Cette semaine, « Le Monde des livres » vous conseille la lecture du nouveau roman d’Alain Ferry, bien plus que les souvenirs de l’Algérie de son enfance ; d’une anthologie d’essais introspectifs méconnus de Thomas Mann, dans lesquels il se montre expert dans l’analyse de soi ; du premier roman de la Britannique Rachel Cockerell, qui retrace plus d’un siècle d’histoire familiale, et d’histoire du sionisme, entre Bâle, New York et Londres ; du roman de Pierre Péju dans lequel il évoque sa mère, résistante, et les ressorts de l’héroïsme ; enfin de l’essai de Juliette Speranza dans lequel elle donne la parole à dix représentants de minorités et invite à créer du commun.
ROMAN. « 26, rue Desaix », d’Alain Ferry
Le livre aurait pu s’intituler Héritage, comme celui de Benno von Archimboldi dans 2666, de Roberto Bolaño (éd. Christian Bourgois, 2008). Il aurait également pu s’appeler Il Romanzo di una cucitrice (Le roman d’une couturière), comme le tableau (1908) d’Umberto Boccioni représentant une jeune femme lisant devant sa machine à coudre. Héritage aurait mis l’accent sur un livre fait de livres et sur les lectures gargantuesques de l’auteur. Le titre Le roman d’une couturière aurait insisté sur l’histoire qu’Alain Ferry laisse filtrer du prodigieux bouillon de culture qu’il a concocté dans 26, rue Desaix, l’adresse de sa tante, couturière à Bône, en Algérie, aujourd’hui Annaba.
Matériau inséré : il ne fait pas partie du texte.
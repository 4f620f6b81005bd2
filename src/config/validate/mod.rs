//! Configuration validation
//!
//! Validates GAN training configs before any model is built.

mod error;
mod validator;

#[cfg(test)]
mod proptests;

pub use error::ValidationError;
pub use validator::validate_config;
//! Optimizer convergence tests
//!
//! Each optimizer is run on small analytic objectives where the gradient is
//! known in closed form.

mod helpers;
mod optimizer_tests;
Ce livre a quelque chose de monstrueux, d’abord par son volume, puis à cause de ses prolégomènes, préambules, préliminaires, avant-propos, avertissements, appendices, addenda, suppléments, notes et digressions. Mais les maîtres livres ne sont-ils pas un peu monstrueux ? Et si les livres monstrueux ne sont pas tous des maîtres livres, ils témoignent tous d’une passion, ou d’une folie. Celle d’Alain Ferry l’attache à sa bibliothèque – ainsi qu’au corps féminin, l’autre obsession de ces pages.
L’éditeur a eu le courage de publier ces près de 800 pages. Mais les lecteurs de 26, rue Desaix gonfleront à l’image de ce livre plein de livres et gros d’une belle histoire et de personnages mémorables. Après tout, le roman de Benno von Archimboldi, « à la surprise générale, continua de se vendre, et on en fit une deuxième édition ». Souhaitons ce sort au roman de la couturière. An. C.